According to Sophos, the Trojan horse, which it identified in a file called Andr/KongFu-L, appears to be a fully functional version of the game, but instead installs a virus on the user’s smartphone or tablet.
From there, the code tries to install more malware that essentially puts the phone or tablet computer under the control of the cybercriminals behind it, Cluley wrote.
“It feels like we have to keep reminding Android users to be on their guard against malware risks, and to be very careful, especially when downloading applications from unofficial Android markets,” he said.
Unlike Apple, which screens all its apps and requires iPhone and iPad owners to download software from its official App Store, Google maintains less control over what people can install on devices that run its Android operating system. The company allows Android owners to download programs from official and unofficial sources.
Security experts say Android device owners should use the official Android Market if they want to avoid downloading fake apps and potentially harmful programs, although there have been instances of malicious software showing up in that official venue, too.
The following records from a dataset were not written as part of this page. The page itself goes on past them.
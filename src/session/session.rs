//! A single viewer session: one peer connection fed by one camera.

use std::sync::atomic::{AtomicBool, Ordering};
use std::sync::Arc;
use std::time::{Duration, Instant};

use tokio::sync::{Mutex, RwLock};
use tokio::task::JoinHandle;

use webrtc::api::interceptor_registry::register_default_interceptors;
use webrtc::api::media_engine::{MediaEngine, MIME_TYPE_H264, MIME_TYPE_OPUS};
use webrtc::api::APIBuilder;
use webrtc::ice_transport::ice_connection_state::RTCIceConnectionState;
use webrtc::ice_transport::ice_server::RTCIceServer;
use webrtc::interceptor::registry::Registry;
use webrtc::media::Sample;
use webrtc::peer_connection::configuration::RTCConfiguration;
use webrtc::peer_connection::sdp::session_description::RTCSessionDescription;
use webrtc::peer_connection::RTCPeerConnection;
use webrtc::rtp_transceiver::rtp_codec::RTCRtpCodecCapability;
use webrtc::track::track_local::track_local_static_sample::TrackLocalStaticSample;
use webrtc::track::track_local::TrackLocal;

use crate::capture::CaptureFactory;
use crate::config::{GatewayConfig, StreamType};
use crate::media::encoder::{AudioEncoder, VideoEncoder};
use crate::media::{
    RtspAudioSource, RtspVideoSource, AUDIO_FRAME_DURATION, AUDIO_SAMPLE_RATE, VIDEO_CLOCK_RATE,
};
use crate::{Error, Result};

/// Called when a session reaches a terminal ICE state and must be reaped
pub(crate) type TerminalCallback = Arc<dyn Fn(&str) + Send + Sync>;

/// One viewer session.
///
/// Cleanup runs through [`close`](Session::close) and nowhere else. The
/// ICE callback, an explicit stop and the supervisor sweep can all race
/// into it; the `closed` swap guarantees teardown happens once.
pub struct Session {
    pub id: String,
    pub rtsp_url: String,
    pub stream_type: StreamType,
    pub created_at: Instant,

    pc: Arc<RTCPeerConnection>,
    ice_state: Arc<RwLock<RTCIceConnectionState>>,
    closed: AtomicBool,
    stop_flag: Arc<AtomicBool>,
    low_bitrate: Arc<AtomicBool>,
    tasks: Mutex<Vec<JoinHandle<()>>>,

    video_track: Arc<TrackLocalStaticSample>,
    audio_track: Option<Arc<TrackLocalStaticSample>>,
}

impl Session {
    /// Build the peer connection, register tracks and negotiate the
    /// answer. Every awaited negotiation step runs under the configured
    /// deadline. On any failure the peer connection is closed before the
    /// error is returned.
    pub(crate) async fn create(
        id: String,
        offer_sdp: String,
        rtsp_url: String,
        stream_type: StreamType,
        has_audio: bool,
        config: &GatewayConfig,
        on_terminal: TerminalCallback,
    ) -> Result<(Arc<Session>, String)> {
        let mut media_engine = MediaEngine::default();
        media_engine.register_default_codecs()?;
        let registry = register_default_interceptors(Registry::new(), &mut media_engine)?;
        let api = APIBuilder::new()
            .with_media_engine(media_engine)
            .with_interceptor_registry(registry)
            .build();

        // No configured servers means host candidates only
        let rtc_config = if config.ice_servers.is_empty() {
            RTCConfiguration::default()
        } else {
            RTCConfiguration {
                ice_servers: vec![RTCIceServer {
                    urls: config.ice_servers.clone(),
                    ..Default::default()
                }],
                ..Default::default()
            }
        };

        let pc = Arc::new(api.new_peer_connection(rtc_config).await?);

        let video_track = Arc::new(TrackLocalStaticSample::new(
            RTCRtpCodecCapability {
                mime_type: MIME_TYPE_H264.to_owned(),
                clock_rate: VIDEO_CLOCK_RATE,
                ..Default::default()
            },
            "video".to_owned(),
            format!("camera-{id}"),
        ));
        pc.add_track(Arc::clone(&video_track) as Arc<dyn TrackLocal + Send + Sync>)
            .await?;

        let audio_track = if has_audio {
            let track = Arc::new(TrackLocalStaticSample::new(
                RTCRtpCodecCapability {
                    mime_type: MIME_TYPE_OPUS.to_owned(),
                    clock_rate: AUDIO_SAMPLE_RATE,
                    channels: 1,
                    ..Default::default()
                },
                "audio".to_owned(),
                format!("camera-{id}"),
            ));
            pc.add_track(Arc::clone(&track) as Arc<dyn TrackLocal + Send + Sync>)
                .await?;
            Some(track)
        } else {
            None
        };

        let session = Arc::new(Session {
            id: id.clone(),
            rtsp_url,
            stream_type,
            created_at: Instant::now(),
            pc: Arc::clone(&pc),
            ice_state: Arc::new(RwLock::new(RTCIceConnectionState::New)),
            closed: AtomicBool::new(false),
            stop_flag: Arc::new(AtomicBool::new(false)),
            low_bitrate: Arc::new(AtomicBool::new(stream_type == StreamType::Sub)),
            tasks: Mutex::new(Vec::new()),
            video_track,
            audio_track,
        });

        session.install_ice_handler(config.disconnect_grace(), on_terminal);

        let answer_sdp = match negotiate(&pc, offer_sdp, config.negotiation_timeout()).await {
            Ok(sdp) => sdp,
            Err(e) => {
                let _ = pc.close().await;
                return Err(e);
            }
        };

        Ok((session, answer_sdp))
    }

    fn install_ice_handler(self: &Arc<Self>, grace: Duration, on_terminal: TerminalCallback) {
        let ice_state = Arc::clone(&self.ice_state);
        let session_id = self.id.clone();

        self.pc
            .on_ice_connection_state_change(Box::new(move |state: RTCIceConnectionState| {
                let ice_state = Arc::clone(&ice_state);
                let session_id = session_id.clone();
                let on_terminal = Arc::clone(&on_terminal);

                Box::pin(async move {
                    tracing::debug!(session_id = %session_id, ?state, "ICE connection state changed");
                    *ice_state.write().await = state;

                    match state {
                        RTCIceConnectionState::Failed | RTCIceConnectionState::Closed => {
                            on_terminal(&session_id);
                        }
                        RTCIceConnectionState::Disconnected => {
                            // Transient drops often recover; re-check
                            // after the grace period before tearing down.
                            tokio::spawn(async move {
                                if still_disconnected_after(&ice_state, grace).await {
                                    tracing::info!(
                                        session_id = %session_id,
                                        "ICE still disconnected after grace period"
                                    );
                                    on_terminal(&session_id);
                                }
                            });
                        }
                        _ => {}
                    }
                })
            }));
    }

    /// Start the media pump tasks feeding the negotiated tracks.
    pub(crate) async fn start_media(
        self: &Arc<Self>,
        config: &GatewayConfig,
        factory: Arc<dyn CaptureFactory>,
    ) {
        let video_source = RtspVideoSource::new(
            self.rtsp_url.clone(),
            self.stream_type,
            Arc::clone(&factory),
            config.backoff,
            config.error_threshold,
            Arc::clone(&self.stop_flag),
        );
        let video_handle = tokio::spawn(video_pump(
            video_source,
            Arc::clone(&self.video_track),
            Arc::clone(&self.low_bitrate),
            Arc::clone(&self.stop_flag),
            self.id.clone(),
        ));

        let mut tasks = self.tasks.lock().await;
        tasks.push(video_handle);

        if let Some(audio_track) = &self.audio_track {
            let audio_source = RtspAudioSource::new(
                self.rtsp_url.clone(),
                Arc::clone(&factory),
                config.backoff,
                Arc::clone(&self.stop_flag),
            );
            tasks.push(tokio::spawn(audio_pump(
                audio_source,
                Arc::clone(audio_track),
                Arc::clone(&self.stop_flag),
                self.id.clone(),
            )));
        }
    }

    /// Current ICE connection state
    pub async fn ice_state(&self) -> RTCIceConnectionState {
        *self.ice_state.read().await
    }

    /// Whether the video source has degraded to low-bitrate delivery
    pub fn is_low_bitrate(&self) -> bool {
        self.low_bitrate.load(Ordering::Relaxed)
    }

    /// Whether close() has already run
    pub fn is_closed(&self) -> bool {
        self.closed.load(Ordering::SeqCst)
    }

    /// Tear the session down. Idempotent and safe to call concurrently;
    /// only the first caller does any work.
    pub async fn close(&self) {
        if self.closed.swap(true, Ordering::SeqCst) {
            return;
        }

        self.stop_flag.store(true, Ordering::SeqCst);

        let tasks: Vec<JoinHandle<()>> = self.tasks.lock().await.drain(..).collect();
        for task in &tasks {
            task.abort();
        }

        if let Err(e) = self.pc.close().await {
            tracing::debug!(session_id = %self.id, error = %e, "peer connection close failed");
        }

        tracing::info!(session_id = %self.id, "session closed");
    }
}

/// Wait out the disconnection grace period, then report whether the
/// connection is still down. Any state change away from `Disconnected`
/// during the wait spares the session.
async fn still_disconnected_after(
    ice_state: &Arc<RwLock<RTCIceConnectionState>>,
    grace: Duration,
) -> bool {
    tokio::time::sleep(grace).await;
    *ice_state.read().await == RTCIceConnectionState::Disconnected
}

/// Run one negotiation step under a deadline
async fn step<T, F>(limit: Duration, what: &'static str, fut: F) -> Result<T>
where
    F: std::future::Future<Output = std::result::Result<T, webrtc::Error>>,
{
    match tokio::time::timeout(limit, fut).await {
        Ok(Ok(value)) => Ok(value),
        Ok(Err(e)) => Err(Error::Negotiation(format!("{what}: {e}"))),
        Err(_) => Err(Error::Timeout(what.to_string())),
    }
}

/// Offer in, complete answer out. Waits for ICE gathering so the answer
/// carries all candidates (no trickle).
async fn negotiate(
    pc: &Arc<RTCPeerConnection>,
    offer_sdp: String,
    limit: Duration,
) -> Result<String> {
    let offer = RTCSessionDescription::offer(offer_sdp)?;
    step(limit, "remote description", pc.set_remote_description(offer)).await?;

    let answer = step(limit, "answer creation", pc.create_answer(None)).await?;

    let mut gather_complete = pc.gathering_complete_promise().await;
    step(limit, "local description", pc.set_local_description(answer)).await?;

    if tokio::time::timeout(limit, gather_complete.recv())
        .await
        .is_err()
    {
        return Err(Error::Timeout("ICE gathering".to_string()));
    }

    let local = pc
        .local_description()
        .await
        .ok_or_else(|| Error::Negotiation("no local description after gathering".to_string()))?;

    Ok(local.sdp)
}

async fn video_pump(
    mut source: RtspVideoSource,
    track: Arc<TrackLocalStaticSample>,
    low_bitrate: Arc<AtomicBool>,
    stopped: Arc<AtomicBool>,
    session_id: String,
) {
    source.open().await;

    let mut encoder = match VideoEncoder::new() {
        Ok(encoder) => encoder,
        Err(e) => {
            tracing::error!(session_id = %session_id, error = %e, "video encoder unavailable");
            return;
        }
    };

    let mut codec_warned = false;
    let mut last_dims = (0u32, 0u32);

    while !stopped.load(Ordering::SeqCst) {
        let frame = source.next_frame().await;
        low_bitrate.store(source.is_low_bitrate(), Ordering::Relaxed);

        // Resolution changes (low-bitrate switch) need a fresh IDR
        if (frame.width, frame.height) != last_dims {
            if last_dims != (0, 0) {
                encoder.force_keyframe();
            }
            last_dims = (frame.width, frame.height);
        }

        match encoder.encode(&frame) {
            Ok(encoded) => {
                let sample = Sample {
                    data: encoded.data.into(),
                    duration: frame.duration,
                    ..Default::default()
                };
                if let Err(e) = track.write_sample(&sample).await {
                    tracing::debug!(session_id = %session_id, error = %e, "video write_sample failed");
                }
            }
            Err(e) => {
                if !codec_warned {
                    tracing::warn!(session_id = %session_id, error = %e, "video frames not delivered");
                    codec_warned = true;
                }
            }
        }
    }
}

async fn audio_pump(
    mut source: RtspAudioSource,
    track: Arc<TrackLocalStaticSample>,
    stopped: Arc<AtomicBool>,
    session_id: String,
) {
    source.open().await;

    let mut encoder = match AudioEncoder::new() {
        Ok(encoder) => encoder,
        Err(e) => {
            tracing::error!(session_id = %session_id, error = %e, "audio encoder unavailable");
            return;
        }
    };

    while !stopped.load(Ordering::SeqCst) {
        let quantum = source.next_frame().await;
        match encoder.encode(&quantum.samples) {
            Ok(packet) => {
                let sample = Sample {
                    data: packet.into(),
                    duration: AUDIO_FRAME_DURATION,
                    ..Default::default()
                };
                if let Err(e) = track.write_sample(&sample).await {
                    tracing::debug!(session_id = %session_id, error = %e, "audio write_sample failed");
                }
            }
            Err(e) => {
                tracing::debug!(session_id = %session_id, error = %e, "audio encode failed");
            }
        }
    }
}

#[cfg(test)]
mod tests {
    use super::*;

    #[tokio::test(start_paused = true)]
    async fn test_grace_period_reaps_connection_still_down() {
        let state = Arc::new(RwLock::new(RTCIceConnectionState::Disconnected));
        assert!(still_disconnected_after(&state, Duration::from_secs(5)).await);
    }

    #[tokio::test(start_paused = true)]
    async fn test_grace_period_spares_recovered_connection() {
        let state = Arc::new(RwLock::new(RTCIceConnectionState::Disconnected));

        let waiter = {
            let state = Arc::clone(&state);
            tokio::spawn(async move {
                still_disconnected_after(&state, Duration::from_secs(5)).await
            })
        };

        // Recovery lands inside the grace window
        tokio::time::sleep(Duration::from_secs(2)).await;
        *state.write().await = RTCIceConnectionState::Connected;

        assert!(!waiter.await.unwrap());
    }

    #[tokio::test(start_paused = true)]
    async fn test_grace_period_treats_terminal_state_as_not_disconnected() {
        // Failed during the wait is handled by its own callback arm;
        // the re-check must not fire a second teardown for it.
        let state = Arc::new(RwLock::new(RTCIceConnectionState::Failed));
        assert!(!still_disconnected_after(&state, Duration::from_secs(5)).await);
    }
}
From Harry Potter to Ana Kournikova, it’s not unusual for malicious hackers to use popular topics, often from the entertainment and celebrity world, to lure potential victims.
“Angry Birds: Space” was released March 22 for the iPhone, iPad and Android devices, as well as Macs and PCs. It soared to a mind-blowing 10 million downloads in just three days, three times faster than the franchise’s last outing, “Angry Birds: Rio.”
Released in 2009, “Angry Birds” is the No.1 paid mobile app of all time, crossing 300 million downloads, across multiple platforms, last year.
Based in Finland, Rovio parlayed the game’s success into a virtual empire, offering everything from comic books and animated videos to plush dolls and cookbooks based on the game.